16. Juli 1993: An diesem Freitag steigt im Jugendheim von Wommelgem eine große Party. Tania Van Kerkhoven feiert mit. Die damals 17-Jährige wollte unbedingt zu der Fete. Sie hat deswegen sogar ihre Abreise in den Urlaub verschoben. Ihre Eltern sind schon nach Spanien geflogen. Sie sollte später nachkommen, am Tag nach der Party ging ihr Flieger. Das Flugzeug startete aber ohne Tania.
Die Zeitung Gazet van Antwerpen hat die Ereignisse jener Nacht vom 16. auf den 17. Juli 1993 rekonstruiert. Auf besagter Party in Wommelgem war Tania Van Kerkhoven demnach bis etwa 1:00 Uhr. Mit ihrem Moped, einer Honda Camino, bringt sie dann noch einen Freund nach Hause. Bis zum Antwerpener Stadtteil Deurne sind es rund sechs Kilometer. Sie verabschiedet sich und will nach eigenen Worten nach Hause fahren in den Antwerpener Vorort Edegem. Dort ist Tania aber nie angekommen.
Am Morgen des 17. Juli führt ein Mann im Antwerpener Stadtteil Berchem seinen Hund aus. Im örtlichen Brilschanspark, in unmittelbarer Nähe des Antwerpener Rings, macht der Spaziergänger eine grausige Entdeckung: Dort liegen die sterblichen Überreste von Tania Van Kerkhoven. Sie wurde mit sieben Messerstichen getötet. Der Mörder hat die Leiche der Teenagerin in ein kleines Waldstück geschleift.
Der Fall wirft von Anfang an Rätsel auf. Was machte Tania in Berchem? Sagen wir mal so: Berchem läge vielleicht noch auf einem möglichen Nachhauseweg zwischen Deurne und Edegem. Nur wird ihre Honda Camino in Wommelgem gefunden - abgeschlossen. Und Wommelgem liegt auf einer ganz anderen Route zwischen Deurne und Edegem.
Die Ermittler gingen also von folgender These aus: Tania ist - nachdem sie ihren Freund in Deurne abgesetzt hat - nach Wommelgem zurückgefahren und dort womöglich in ein Auto eingestiegen. Zeugen in Wommelgem wollten damals gegen 2:30 Uhr Schreie gehört haben. Dabei ist es dann geblieben. Diese Fragen sind bis heute offen. Die Ermittler kamen nicht weiter, es gab so gut wie keine verwertbaren Spuren und auch keine Zeugenaussagen, die etwas Licht ins Dunkel bringen konnten. Die Untersuchung verlief nach und nach im Sande.

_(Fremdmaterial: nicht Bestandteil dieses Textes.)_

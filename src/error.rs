//! Error module for the Rusty Fire library.
use std::error::Error;
use std::fmt;

/// Error types for the library.
#[derive(Debug, PartialEq)]
pub enum NetError {
    /// Error for invalid parameters, e.g., a non-positive number of nodes.
    InvalidParameter(String),
    /// Error for out of bounds access, e.g., node not found.
    OutOfBounds(String),
    /// Error for drawing a connection target from an empty node pool.
    EmptyPool,
    /// Error for removing a connection from a node without outbound connections.
    NoConnection { node_id: usize },
    /// Error for incompatible topology, e.g., the number of connections and nodes do not fit.
    IncompatibleTopology(String),
    /// The destination did not fire within the allowed number of source activations.
    StepBudgetExceeded {
        source_id: usize,
        dest_id: usize,
        max_steps: usize,
    },
    /// A single activation triggered more cascading activations than allowed.
    CascadeOverflow { node_id: usize, max_cascade: usize },
    /// Error for I/O operations.
    IOError(String),
}

impl fmt::Display for NetError {
    fn fmt(&self, f: &mut fmt::Formatter) -> fmt::Result {
        match self {
            NetError::InvalidParameter(e) => write!(f, "Invalid parameters: {}", e),
            NetError::OutOfBounds(e) => write!(f, "Index out of bounds: {}", e),
            NetError::EmptyPool => {
                write!(f, "Cannot draw a connection target from an empty node pool")
            }
            NetError::NoConnection { node_id } => {
                write!(
                    f,
                    "No connection to remove: node {} has no outbound connections",
                    node_id
                )
            }
            NetError::IncompatibleTopology(e) => write!(f, "Incompatible topology: {}", e),
            NetError::StepBudgetExceeded {
                source_id,
                dest_id,
                max_steps,
            } => write!(
                f,
                "Propagation from node {} to node {} did not complete within {} steps",
                source_id, dest_id, max_steps
            ),
            NetError::CascadeOverflow {
                node_id,
                max_cascade,
            } => write!(
                f,
                "Activation of node {} exceeded the cascade budget of {} activations",
                node_id, max_cascade
            ),
            NetError::IOError(e) => write!(f, "I/O error: {}", e),
        }
    }
}

impl Error for NetError {}

impl From<std::io::Error> for NetError {
    fn from(e: std::io::Error) -> Self {
        NetError::IOError(e.to_string())
    }
}

impl From<serde_json::Error> for NetError {
    fn from(e: serde_json::Error) -> Self {
        NetError::IOError(e.to_string())
    }
}
//! Random wiring of networks and diagnostics on their connectivity.
use std::collections::VecDeque;

use itertools::Itertools;
use log::{info, warn};
use rand::Rng;
use serde::{Deserialize, Serialize};

use super::error::NetError;
use super::network::Network;

/// The distribution of network structures.
#[derive(Debug, PartialEq, Eq, Clone, Copy, Serialize, Deserialize)]
pub enum Topology {
    /// Random topology, i.e., each connection has a uniform source and a uniform target.
    Random,
    /// Fixed in-degree topology, i.e., each node receives the same number of connections.
    Fin,
    /// Fixed out-degree topology, i.e., each node sends the same number of connections.
    Fout,
}

/// Summary of the connectivity features which affect the termination of cascades.
#[derive(Debug, PartialEq, Clone, Serialize)]
pub struct TopologyReport {
    pub num_nodes: usize,
    pub num_connections: usize,
    /// Nodes connected to themselves.
    pub self_loops: Vec<usize>,
    /// Pairs (source, target) connected more than once.
    pub duplicate_edges: Vec<(usize, usize)>,
    /// A directed cycle, if any, listed from its first visited node.
    pub cycle: Option<Vec<usize>>,
}

#[derive(Debug, PartialEq, Clone, Copy)]
enum Visit {
    New,
    Active,
    Done,
}

impl Network {
    /// Add `num_connections` random connections to the network, following the given topology.
    /// Self-loops and duplicate connections are kept.
    ///
    /// # Examples
    ///
    /// ```
    /// use rand::SeedableRng;
    /// use rand_chacha::ChaCha8Rng;
    /// use rusty_fire::network::Network;
    /// use rusty_fire::topology::Topology;
    ///
    /// let mut rng = ChaCha8Rng::seed_from_u64(42);
    /// let mut network = Network::build(10, 3, 0.0, &mut rng).unwrap();
    /// network.wire(30, Topology::Fout, &mut rng).unwrap();
    /// assert!(network.nodes_iter().all(|node| node.num_outbound() == 3));
    /// ```
    pub fn wire<R: Rng>(
        &mut self,
        num_connections: usize,
        topology: Topology,
        rng: &mut R,
    ) -> Result<(), NetError> {
        let num_nodes = self.num_nodes();
        if !matches!(topology, Topology::Random) && num_connections % num_nodes != 0 {
            return Err(NetError::IncompatibleTopology(format!(
                "{} connections cannot be evenly spread over {} nodes",
                num_connections, num_nodes
            )));
        }

        let nodes = self.nodes_mut();
        for k in 0..num_connections {
            match topology {
                Topology::Random => {
                    let source_id = rng.gen_range(0..num_nodes);
                    nodes[source_id].add_connection(num_nodes, rng)?;
                }
                Topology::Fin => {
                    let source_id = rng.gen_range(0..num_nodes);
                    nodes[source_id].connect(k % num_nodes);
                }
                Topology::Fout => {
                    nodes[k % num_nodes].add_connection(num_nodes, rng)?;
                }
            }
        }

        info!(
            "Network wired with {} connections ({:?} topology)",
            num_connections, topology
        );
        Ok(())
    }

    /// Returns the IDs of the nodes connected to themselves.
    pub fn self_loops(&self) -> Vec<usize> {
        self.nodes_iter()
            .filter(|node| node.has_self_loop())
            .map(|node| node.id())
            .collect()
    }

    /// Returns the (source, target) pairs connected more than once, each listed once.
    pub fn duplicate_edges(&self) -> Vec<(usize, usize)> {
        self.nodes_iter()
            .flat_map(|node| {
                node.outbound()
                    .iter()
                    .duplicates()
                    .map(move |&target_id| (node.id(), target_id))
            })
            .collect()
    }

    /// Returns true if the destination can be reached from the source along outbound connections.
    /// A node is always reachable from itself.
    ///
    /// Since every connection delivers one activation per fire, repeatedly activating the source
    /// makes every reachable node fire eventually.
    pub fn is_reachable(&self, source_id: usize, dest_id: usize) -> Result<bool, NetError> {
        self.check_id(source_id)?;
        self.check_id(dest_id)?;

        let mut visited = vec![false; self.num_nodes()];
        let mut queue = VecDeque::from([source_id]);
        visited[source_id] = true;

        while let Some(node_id) = queue.pop_front() {
            if node_id == dest_id {
                return Ok(true);
            }
            if let Some(node) = self.node_ref(node_id) {
                for &target_id in node.outbound() {
                    if !visited[target_id] {
                        visited[target_id] = true;
                        queue.push_back(target_id);
                    }
                }
            }
        }
        Ok(false)
    }

    /// Returns a directed cycle of the network if there is any.
    /// A self-loop is reported as a cycle of length one.
    pub fn find_cycle(&self) -> Option<Vec<usize>> {
        let mut visits = vec![Visit::New; self.num_nodes()];

        for root_id in 0..self.num_nodes() {
            if visits[root_id] != Visit::New {
                continue;
            }
            // The active nodes are exactly the ones on the stack.
            let mut stack: Vec<(usize, usize)> = vec![(root_id, 0)];
            visits[root_id] = Visit::Active;

            while let Some((node_id, next)) = stack.pop() {
                let target_id = self
                    .node_ref(node_id)
                    .and_then(|node| node.outbound().get(next).copied());
                match target_id {
                    Some(target_id) => {
                        stack.push((node_id, next + 1));
                        match visits[target_id] {
                            Visit::New => {
                                visits[target_id] = Visit::Active;
                                stack.push((target_id, 0));
                            }
                            Visit::Active => {
                                let cycle: Vec<usize> = stack
                                    .iter()
                                    .map(|&(id, _)| id)
                                    .skip_while(|&id| id != target_id)
                                    .collect();
                                return Some(cycle);
                            }
                            Visit::Done => {}
                        }
                    }
                    None => visits[node_id] = Visit::Done,
                }
            }
        }
        None
    }

    /// Collect the connectivity diagnostics of the network.
    pub fn diagnose(&self) -> TopologyReport {
        let report = TopologyReport {
            num_nodes: self.num_nodes(),
            num_connections: self.num_connections(),
            self_loops: self.self_loops(),
            duplicate_edges: self.duplicate_edges(),
            cycle: self.find_cycle(),
        };
        if !report.self_loops.is_empty() {
            warn!(
                "{} nodes are connected to themselves: firing them never ends the cascade",
                report.self_loops.len()
            );
        }
        if let Some(cycle) = &report.cycle {
            warn!("The network contains a cycle of length {}", cycle.len());
        }
        report
    }
}

#[cfg(test)]
mod tests {
    use rand::rngs::StdRng;
    use rand::SeedableRng;

    use super::*;
    use crate::node::Node;

    const NUM_NODES: usize = 20;
    const NUM_CONNECTIONS: usize = 60;

    fn in_degrees(network: &Network) -> Vec<usize> {
        let mut degrees = vec![0; network.num_nodes()];
        for node in network.nodes_iter() {
            for &target_id in node.outbound() {
                degrees[target_id] += 1;
            }
        }
        degrees
    }

    fn network_from_edges(num_nodes: usize, edges: &[(usize, usize)]) -> Network {
        let nodes = (0..num_nodes).map(|id| Node::new(id, 1)).collect();
        let mut network = Network::from_nodes(nodes).unwrap();
        for &(source_id, target_id) in edges {
            network.connect(source_id, target_id).unwrap();
        }
        network
    }

    #[test]
    fn test_wire_connectivity() {
        let mut rng = StdRng::seed_from_u64(42);

        let mut network = Network::build(NUM_NODES, 3, 0.0, &mut rng).unwrap();
        network.wire(NUM_CONNECTIONS, Topology::Random, &mut rng).unwrap();
        assert_eq!(network.num_connections(), NUM_CONNECTIONS);

        let mut network = Network::build(NUM_NODES, 3, 0.0, &mut rng).unwrap();
        network.wire(NUM_CONNECTIONS, Topology::Fout, &mut rng).unwrap();
        assert!(network
            .nodes_iter()
            .all(|node| node.num_outbound() == NUM_CONNECTIONS / NUM_NODES));

        let mut network = Network::build(NUM_NODES, 3, 0.0, &mut rng).unwrap();
        network.wire(NUM_CONNECTIONS, Topology::Fin, &mut rng).unwrap();
        assert_eq!(network.num_connections(), NUM_CONNECTIONS);
        assert!(in_degrees(&network)
            .iter()
            .all(|&degree| degree == NUM_CONNECTIONS / NUM_NODES));
    }

    #[test]
    fn test_wire_incompatible_topology() {
        let mut rng = StdRng::seed_from_u64(42);
        let mut network = Network::build(NUM_NODES, 3, 0.0, &mut rng).unwrap();
        assert!(matches!(
            network.wire(NUM_CONNECTIONS + 1, Topology::Fin, &mut rng),
            Err(NetError::IncompatibleTopology(_))
        ));
        assert!(matches!(
            network.wire(NUM_CONNECTIONS + 1, Topology::Fout, &mut rng),
            Err(NetError::IncompatibleTopology(_))
        ));
        assert_eq!(network.num_connections(), 0);
        assert_eq!(network.wire(NUM_CONNECTIONS + 1, Topology::Random, &mut rng), Ok(()));
    }

    #[test]
    fn test_self_loops_and_duplicates() {
        let network = network_from_edges(
            4,
            &[(0, 1), (1, 1), (2, 3), (2, 3), (2, 3), (3, 3), (3, 0)],
        );
        assert_eq!(network.self_loops(), vec![1, 3]);
        assert_eq!(network.duplicate_edges(), vec![(2, 3)]);
    }

    #[test]
    fn test_is_reachable() {
        let network = network_from_edges(5, &[(0, 1), (1, 2), (2, 0), (3, 4)]);
        assert_eq!(network.is_reachable(0, 2), Ok(true));
        assert_eq!(network.is_reachable(2, 1), Ok(true));
        assert_eq!(network.is_reachable(0, 3), Ok(false));
        assert_eq!(network.is_reachable(4, 3), Ok(false));
        assert_eq!(network.is_reachable(4, 4), Ok(true));
        assert!(matches!(network.is_reachable(0, 5), Err(NetError::OutOfBounds(_))));
    }

    #[test]
    fn test_find_cycle() {
        let network = network_from_edges(4, &[(0, 1), (1, 2), (0, 2), (2, 3)]);
        assert_eq!(network.find_cycle(), None);

        let network = network_from_edges(4, &[(0, 1), (1, 2), (2, 3), (3, 1)]);
        assert_eq!(network.find_cycle(), Some(vec![1, 2, 3]));

        let network = network_from_edges(3, &[(0, 1), (2, 2)]);
        assert_eq!(network.find_cycle(), Some(vec![2]));
    }

    #[test]
    fn test_diagnose() {
        let network = network_from_edges(3, &[(0, 1), (0, 1), (1, 1)]);
        assert_eq!(
            network.diagnose(),
            TopologyReport {
                num_nodes: 3,
                num_connections: 3,
                self_loops: vec![1],
                duplicate_edges: vec![(0, 1)],
                cycle: Some(vec![1]),
            }
        );
    }

    #[test]
    fn test_report_to_json() {
        let report = network_from_edges(2, &[(0, 1), (0, 1)]).diagnose();
        assert_eq!(
            serde_json::to_string(&report).unwrap(),
            concat!(
                r#"{"num_nodes":2,"num_connections":2,"self_loops":[],"#,
                r#""duplicate_edges":[[0,1]],"cycle":null}"#
            )
        );
    }
}
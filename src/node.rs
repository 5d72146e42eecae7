//! This module provides the `Node` structure which composes the `Network` structure.

use log::debug;
use rand::Rng;

use super::error::NetError;

/// Represents a threshold-firing node.
///
/// The outbound connections are handles into the node pool owned by the network, i.e., the
/// position of the target node in that pool. A node never owns another node.
#[derive(Debug, PartialEq, Clone)]
pub struct Node {
    // The node ID, i.e., its position in the pool.
    id: usize,
    // The number of activations required to fire.
    threshold: usize,
    // The accumulated number of activations since the last fire.
    level: usize,
    // Whether the node fired at least once.
    fired: bool,
    // The targets of the outbound connections, in insertion order (duplicates allowed).
    outbound: Vec<usize>,
}

impl Node {
    /// Create a new quiescent node with zero level and no connections.
    pub fn new(id: usize, threshold: usize) -> Self {
        Node::with_level(id, threshold, 0)
    }

    /// Create a new quiescent node with the given initial level and no connections.
    pub fn with_level(id: usize, threshold: usize, level: usize) -> Self {
        Node {
            id,
            threshold,
            level,
            fired: false,
            outbound: vec![],
        }
    }

    /// Returns the node ID.
    pub fn id(&self) -> usize {
        self.id
    }

    /// Returns the node firing threshold.
    pub fn threshold(&self) -> usize {
        self.threshold
    }

    /// Returns the current activation level of the node.
    pub fn level(&self) -> usize {
        self.level
    }

    /// Returns true if the node fired at least once.
    pub fn fired(&self) -> bool {
        self.fired
    }

    /// Returns a slice of the targets of the outbound connections.
    pub fn outbound(&self) -> &[usize] {
        &self.outbound[..]
    }

    /// Returns the number of outbound connections.
    pub fn num_outbound(&self) -> usize {
        self.outbound.len()
    }

    /// Returns true if one of the outbound connections points back to the node itself.
    pub fn has_self_loop(&self) -> bool {
        self.outbound.contains(&self.id)
    }

    /// Accumulate one activation.
    /// Returns true if the level reached the threshold, in which case the node is firing and
    /// must be settled once all its outbound activations have been delivered.
    pub fn integrate(&mut self) -> bool {
        self.level += 1;
        self.level >= self.threshold
    }

    /// Complete a fire: reset the level and raise the (monotone) fired flag.
    pub fn settle(&mut self) {
        self.level = 0;
        self.fired = true;
    }

    /// Append an outbound connection to the given target.
    /// The function cannot check if the target is valid; this check must be done at the network
    /// level.
    pub fn connect(&mut self, target_id: usize) {
        self.outbound.push(target_id);
    }

    /// Append an outbound connection to a target drawn uniformly from a pool of `num_nodes` nodes.
    /// The node itself and its current targets are valid draws.
    /// Returns the ID of the selected target.
    pub fn add_connection<R: Rng>(
        &mut self,
        num_nodes: usize,
        rng: &mut R,
    ) -> Result<usize, NetError> {
        if num_nodes == 0 {
            return Err(NetError::EmptyPool);
        }
        let target_id = rng.gen_range(0..num_nodes);
        if target_id == self.id {
            debug!("Node {} is now connected to itself", self.id);
        }
        self.outbound.push(target_id);
        Ok(target_id)
    }

    /// Remove one outbound connection chosen uniformly at random.
    /// Returns the ID of the target of the removed connection.
    pub fn remove_connection<R: Rng>(&mut self, rng: &mut R) -> Result<usize, NetError> {
        if self.outbound.is_empty() {
            return Err(NetError::NoConnection { node_id: self.id });
        }
        let pos = rng.gen_range(0..self.outbound.len());
        Ok(self.outbound.remove(pos))
    }
}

Vergessen hatte man den Fall dafür nicht. Immer, wenn etwa ein Mörder gefasst wurde, der auch nur ansatzweise als möglicher Verdächtiger infrage gekommen wäre, hat man einen möglichen Zusammenhang geprüft. Tanias Mörder hat nämlich DNA-Spuren hinterlassen, als er ihre Leiche in das Waldstück geschleift hat. Doch gab es nie eine Übereinstimmung. Der Mann, der 1993 Tania Van Kerkhoven ermordete, ist bis heute ein Phantom.
Doch will es die Antwerpener Staatsanwaltschaft offensichtlich nicht dabei belassen. Man will die Ermittlungen jetzt doch wieder aufnehmen. Es sei sogar schon ein Untersuchungsrichter mit dem Fall betraut worden, sagte Kato Belmans, Sprecherin der Antwerpener Staatsanwaltschaft, in der VRT. Man wolle die Ermittlungen taktisch noch einmal neu angehen.
Außerdem sollen neue forensische Techniken zum Einsatz kommen, die 1993 noch nicht zur Verfügung standen, insbesondere im Bereich DNA-Analyse. Und auf dieser Grundlage erhofft man sich eben neue Erkenntnisse, die vielleicht doch noch den Durchbruch bringen könnten.
Wie Gazet van Antwerpen berichtet, sind die Eltern von Tania Van Kerkhoven bereits über die Entscheidung in Kenntnis gesetzt worden. Sie hätten sicherlich nichts dagegen, dass die Ermittlungen wieder aufgenommen werden, sagen die Eltern. Doch wollen sie jetzt erstmal abwarten.
Der Anwalt der beiden formulierte es in der Zeitung noch anders: Seine Mandanten hätten Vertrauen in die Antwerpener Justiz. Und sie hofften, dass sie schon sehr bald von der Staatsanwaltschaft mit neuen Erkenntnissen überrascht würden.